I could hear the whining from two aisles away—I was by the lettuce and he was by the fruit. “She could have just said excuse me, but Nooooooo, she had to go through me instead”. I whispered, “Are you kidding me?” under my breathe as a passing stock boy giggled. “What, WHAT is the problem? I don’t see anything…” said his companion. “What do you mean… right there — that lady (pointing from me to his foot) hit me with her dirty cart and now my shoe is scuffed and my foot hurts.”
Am I on Candid Camera or being Punked?
I had entered the local produce market quite innocently. It was a beautiful day, the crowd had not yet arrived and we were just running in for a few items. The market is unassuming — small and organic, yet slightly overpriced for the summer visitors. Turning the corner, I grabbed a small bag of Veggie Fries for Will to snack on while we shopped when suddenly, the unthinkable occurred. As I made my way to the deli counter, I maneuvered around a couple when I gently nudged the heel of a man looking just like Harold Ramis. Immediately upon impact I apologized, “I’m so sorry”, as he turned to glare at me.. “YOU HIT ME WITH YOUR CART!” he exclaimed as I began to apologize profusely. “Really, you could have said ‘EXCUSE ME’ or even ‘MOVE’.” he said, now yelling. But honestly, it didn’t seem that there had been a reason to, I started to explain but he huffed away, slightly limping as his partner — who seemed totally oblivious to what had just happened, followed.

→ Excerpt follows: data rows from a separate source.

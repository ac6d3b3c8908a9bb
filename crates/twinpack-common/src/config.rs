//! Explicit configuration handed to the compositor.
//!
//! Everything the compositor would otherwise read from the process
//! environment is captured once in [`BuildEnv`] and passed by reference.

use std::collections::BTreeMap;
use std::path::PathBuf;

use serde::{Deserialize, Serialize};

use crate::constants::{DEFAULT_CACHE_ROOT, DEFAULT_MAIN_ENTRY, DEFAULT_TEMPLATE_COMPILER};
use crate::types::BuildMode;

/// Plugin options supplied by the host orchestrator.
#[derive(Debug, Clone, Copy, Default, PartialEq, Eq, Serialize, Deserialize)]
pub struct HostOptions {
    /// Compile the service process.
    pub service: bool,
    /// Compile the view process.
    pub view: bool,
}

/// Immutable snapshot of the build environment.
#[derive(Debug, Clone, PartialEq, Eq, Serialize, Deserialize)]
#[serde(default, rename_all = "camelCase")]
pub struct BuildEnv {
    /// Target platform id (e.g. `app-plus`, `weixin`).
    pub platform: String,
    /// Root of the source tree.
    pub input_dir: PathBuf,
    /// Main entry, relative to `input_dir` unless absolute.
    pub main_entry: PathBuf,
    /// Production or development build.
    pub mode: BuildMode,
    /// Inject the analytics import into the boot sequence.
    pub using_stats: bool,
    /// Enable on-disk caching of compiler stages.
    pub using_cache: bool,
    /// Running inside the packaged IDE.
    pub packaged_ide: bool,
    /// Template compiler handed to the component and entry loaders.
    pub template_compiler: String,
    /// Version of the structural template compiler, part of its cache key.
    pub template_compiler_version: String,
    /// Version of the component loader, part of its cache key.
    pub component_loader_version: String,
    /// Opaque directory under which stage caches live.
    pub cache_root: PathBuf,
    /// Globally registered components, name to source.
    pub global_components: BTreeMap<String, String>,
}

impl Default for BuildEnv {
    fn default() -> Self {
        Self {
            platform: String::from("app-plus"),
            input_dir: PathBuf::from("src"),
            main_entry: PathBuf::from(DEFAULT_MAIN_ENTRY),
            mode: BuildMode::default(),
            using_stats: false,
            using_cache: false,
            packaged_ide: false,
            template_compiler: String::from(DEFAULT_TEMPLATE_COMPILER),
            template_compiler_version: String::from("0.0.0"),
            component_loader_version: String::from("0.0.0"),
            cache_root: PathBuf::from(DEFAULT_CACHE_ROOT),
            global_components: BTreeMap::new(),
        }
    }
}

/// Interprets an environment flag. Unset, empty, `0`, and `false` are off.
#[must_use]
pub fn flag_enabled(value: Option<&str>) -> bool {
    value.is_some_and(|v| {
        let v = v.trim();
        !(v.is_empty() || v == "0" || v.eq_ignore_ascii_case("false"))
    })
}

But it only continued, as I stood watching him tap the shoulders of every person in the store — shoppers and employees… “That lady over there hit me with her cart!” he repeated, lifting his foot up to show everyone… my jaw on the floor. I mean really – RAMIS. You have on boat shoes and I barely even touched you. People were starting to stare. Yes, it was me – I hit Harold with my cart, as the Ghostbusters theme started playing in my head…Bustin’ makes me feel good! He was making a scene out of himself, suggesting to others that they should watch out for me… that wild woman over there with the giant child eating Veggie Fries — clearly I was INSANE.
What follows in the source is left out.